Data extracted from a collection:
━━━━━━

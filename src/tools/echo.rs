//! Echo 工具（测试与演示用）

use async_trait::async_trait;
use serde_json::Value;

use crate::tools::{Tool, ToolError, ToolOutput};

/// Echo 工具：回显文本
pub struct EchoTool;

#[async_trait]
impl Tool for EchoTool {
    fn name(&self) -> &str {
        "echo"
    }

    fn description(&self) -> &str {
        "Echo text back. Args: {\"text\": \"message\"}"
    }

    fn parameters_schema(&self) -> Value {
        serde_json::json!({
            "type": "object",
            "properties": { "text": { "type": "string" } },
            "required": ["text"]
        })
    }

    async fn execute(&self, args: Value) -> Result<ToolOutput, ToolError> {
        let text = args
            .get("text")
            .and_then(|v| v.as_str())
            .ok_or_else(|| ToolError::InvalidArgs {
                tool: "echo".to_string(),
                message: "text must be a string".to_string(),
            })?;
        Ok(ToolOutput::new(text))
    }
}
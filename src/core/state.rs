//! 状态定义：任务状态机、阶段枚举与 TaskView 投影
//!
//! 调用方（调度器、API 层）只持有轻量的 TaskView（状态、重试次数、已完成的周期数、最近评分）；
//! 完整的周期历史由 Engine 维护在 TaskRecord 中，并投影到 TaskView。

use std::fmt;

use serde::{Deserialize, Serialize};

use crate::core::history::{Resolution, TaskRecord};
use crate::core::task::TaskId;

/// 任务状态
///
/// `Pending → Planning → Executing → Critiquing → {Learning | Retrying → Planning} → {Completed | Failed}`
#[derive(Debug, Clone, Copy, PartialEq, Eq, Hash, Serialize, Deserialize)]
#[serde(rename_all = "snake_case")]
pub enum TaskStatus {
    Pending,
    Planning,
    Executing,
    Critiquing,
    Retrying,
    Learning,
    Completed,
    Failed,
}

impl TaskStatus {
    pub fn is_terminal(&self) -> bool {
        matches!(self, TaskStatus::Completed | TaskStatus::Failed)
    }

    /// 合法迁移；除 Retrying → Planning 外不允许回退，任何非终态都可直接进入 Failed
    pub fn can_advance_to(&self, next: TaskStatus) -> bool {
        use TaskStatus::*;
        match (*self, next) {
            (Completed | Failed, _) => false,
            (Learning, Failed) => false,
            (_, Failed) => true,
            (Pending, Planning) => true,
            (Planning, Executing | Retrying) => true,
            (Executing, Critiquing | Retrying) => true,
            (Critiquing, Learning | Retrying) => true,
            (Retrying, Planning) => true,
            (Learning, Completed) => true,
            _ => false,
        }
    }
}

impl fmt::Display for TaskStatus {
    fn fmt(&self, f: &mut fmt::Formatter<'_>) -> fmt::Result {
        let s = match self {
            TaskStatus::Pending => "pending",
            TaskStatus::Planning => "planning",
            TaskStatus::Executing => "executing",
            TaskStatus::Critiquing => "critiquing",
            TaskStatus::Retrying => "retrying",
            TaskStatus::Learning => "learning",
            TaskStatus::Completed => "completed",
            TaskStatus::Failed => "failed",
        };
        f.write_str(s)
    }
}

/// 控制循环中的阶段
#[derive(Debug, Clone, Copy, PartialEq, Eq, Hash, Serialize, Deserialize)]
#[serde(rename_all = "snake_case")]
pub enum Stage {
    Plan,
    Execute,
    Critique,
    Learn,
}

impl fmt::Display for Stage {
    fn fmt(&self, f: &mut fmt::Formatter<'_>) -> fmt::Result {
        let s = match self {
            Stage::Plan => "plan",
            Stage::Execute => "execute",
            Stage::Critique => "critique",
            Stage::Learn => "learn",
        };
        f.write_str(s)
    }
}

/// 任务进度的只读投影
#[derive(Debug, Clone, PartialEq, Serialize)]
pub struct TaskView {
    pub id: TaskId,
    pub description: String,
    pub status: TaskStatus,
    pub retry_count: u32,
    pub max_retries: u32,
    /// 已结束的 plan–execute–critique 周期数
    pub cycles: usize,
    pub last_score: Option<f32>,
    pub last_feedback: Option<String>,
    pub failure: Option<String>,
}

impl TaskView {
    pub fn project(record: &TaskRecord) -> Self {
        let last_critique = record.cycles.iter().rev().find_map(|c| c.critique.as_ref());
        let last_feedback = record
            .cycles
            .last()
            .and_then(|c| c.error.clone().or_else(|| c.critique.as_ref().map(|k| k.feedback.clone())));
        let failure = match &record.resolution {
            Some(Resolution::Failed { reason }) => Some(reason.to_string()),
            _ => None,
        };
        Self {
            id: record.task.id,
            description: record.task.description.clone(),
            status: record.task.status,
            retry_count: record.task.retry_count,
            max_retries: record.task.max_retries,
            cycles: record.cycles.len(),
            last_score: last_critique.map(|c| c.score),
            last_feedback,
            failure,
        }
    }
}

#[cfg(test)]
mod tests {
    use super::*;

    #[test]
    fn test_forward_transitions() {
        use TaskStatus::*;
        assert!(Pending.can_advance_to(Planning));
        assert!(Planning.can_advance_to(Executing));
        assert!(Executing.can_advance_to(Critiquing));
        assert!(Critiquing.can_advance_to(Learning));
        assert!(Learning.can_advance_to(Completed));
    }

    #[test]
    fn test_only_retry_edge_goes_back() {
        use TaskStatus::*;
        assert!(Critiquing.can_advance_to(Retrying));
        assert!(Retrying.can_advance_to(Planning));
        assert!(!Critiquing.can_advance_to(Planning));
        assert!(!Executing.can_advance_to(Planning));
        assert!(!Completed.can_advance_to(Planning));
        assert!(!Failed.can_advance_to(Retrying));
    }

    #[test]
    fn test_failure_reachable_from_non_terminal() {
        use TaskStatus::*;
        for s in [Pending, Planning, Executing, Critiquing, Retrying] {
            assert!(s.can_advance_to(Failed), "{s} -> failed");
        }
        assert!(!Completed.can_advance_to(Failed));
    }
}
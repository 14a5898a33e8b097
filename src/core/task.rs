//! 任务：标识、优先级、上下文与重试计数

use std::collections::BTreeMap;
use std::fmt;

use chrono::{DateTime, Utc};
use serde::{Deserialize, Serialize};
use uuid::Uuid;

use crate::core::error::EngineError;
use crate::core::state::TaskStatus;
use crate::memory::TaskSnapshot;

/// 上下文中最近一次反馈的键（规划器读取）
pub const FEEDBACK_KEY: &str = "feedback";

#[derive(Debug, Clone, Copy, PartialEq, Eq, PartialOrd, Ord, Hash, Serialize, Deserialize)]
#[serde(transparent)]
pub struct TaskId(pub Uuid);

impl TaskId {
    pub fn new() -> Self {
        Self(Uuid::new_v4())
    }
}

impl Default for TaskId {
    fn default() -> Self {
        Self::new()
    }
}

impl fmt::Display for TaskId {
    fn fmt(&self, f: &mut fmt::Formatter<'_>) -> fmt::Result {
        self.0.fmt(f)
    }
}

#[derive(Debug, Clone, Copy, PartialEq, Eq, PartialOrd, Ord, Hash, Default, Serialize, Deserialize)]
#[serde(rename_all = "snake_case")]
pub enum Priority {
    Low,
    #[default]
    Normal,
    High,
    Critical,
}

#[derive(Debug, Clone, PartialEq, Serialize, Deserialize)]
pub struct Task {
    pub id: TaskId,
    pub description: String,
    pub priority: Priority,
    pub context: BTreeMap<String, String>,
    pub status: TaskStatus,
    pub retry_count: u32,
    pub max_retries: u32,
    pub created_at: DateTime<Utc>,
}

impl Task {
    pub fn new(description: impl Into<String>) -> Self {
        Self {
            id: TaskId::new(),
            description: description.into(),
            priority: Priority::default(),
            context: BTreeMap::new(),
            status: TaskStatus::Pending,
            retry_count: 0,
            max_retries: 3,
            created_at: Utc::now(),
        }
    }

    pub fn with_priority(mut self, priority: Priority) -> Self {
        self.priority = priority;
        self
    }

    pub fn with_context(mut self, key: impl Into<String>, value: impl Into<String>) -> Self {
        self.context.insert(key.into(), value.into());
        self
    }

    pub fn with_max_retries(mut self, max_retries: u32) -> Self {
        self.max_retries = max_retries;
        self
    }

    pub fn is_terminal(&self) -> bool {
        self.status.is_terminal()
    }

    /// 状态迁移；非法迁移返回错误且不修改状态
    pub fn advance(&mut self, next: TaskStatus) -> Result<(), EngineError> {
        if !self.status.can_advance_to(next) {
            return Err(EngineError::InvalidTransition {
                from: self.status,
                to: next,
            });
        }
        self.status = next;
        Ok(())
    }

    /// 消耗一次重试并注入反馈；预算已耗尽时返回 false 且不做任何修改
    pub fn record_retry(&mut self, feedback: &str) -> bool {
        if self.retry_count >= self.max_retries {
            return false;
        }
        self.retry_count += 1;
        self.context
            .insert(format!("{}_{}", FEEDBACK_KEY, self.retry_count), feedback.to_string());
        self.context.insert(FEEDBACK_KEY.to_string(), feedback.to_string());
        true
    }

    /// 最近一次注入的反馈
    pub fn feedback(&self) -> Option<&str> {
        self.context.get(FEEDBACK_KEY).map(String::as_str)
    }

    /// 从持久化记录恢复时，把中断在某阶段内的状态退回到该周期开始前
    pub(crate) fn rewind_for_resume(&mut self) {
        if !self.status.is_terminal() {
            self.status = if self.retry_count == 0 {
                TaskStatus::Pending
            } else {
                TaskStatus::Retrying
            };
        }
    }

    pub fn snapshot(&self) -> TaskSnapshot {
        TaskSnapshot {
            task_id: self.id.0,
            description: self.description.clone(),
            retry_count: self.retry_count,
            context: self.context.clone(),
        }
    }
}

#[cfg(test)]
mod tests {
    use super::*;

    #[test]
    fn test_retry_budget_is_bounded() {
        let mut task = Task::new("t").with_max_retries(2);
        assert!(task.record_retry("first"));
        assert!(task.record_retry("second"));
        assert!(!task.record_retry("third"));
        assert_eq!(task.retry_count, 2);
        assert_eq!(task.feedback(), Some("second"));
        assert_eq!(task.context.get("feedback_1").map(String::as_str), Some("first"));
    }

    #[test]
    fn test_illegal_transition_rejected() {
        let mut task = Task::new("t");
        assert!(task.advance(TaskStatus::Executing).is_err());
        assert_eq!(task.status, TaskStatus::Pending);
        task.advance(TaskStatus::Planning).unwrap();
        task.advance(TaskStatus::Executing).unwrap();
        assert!(task.advance(TaskStatus::Planning).is_err());
    }
}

━━━━━━

Required work - Copy out every line of the data where the word "first" occurs.

Answer below -
        assert!(task.record_retry("first"));
        assert_eq!(task.context.get("feedback_1").map(String::as_str), Some("first"));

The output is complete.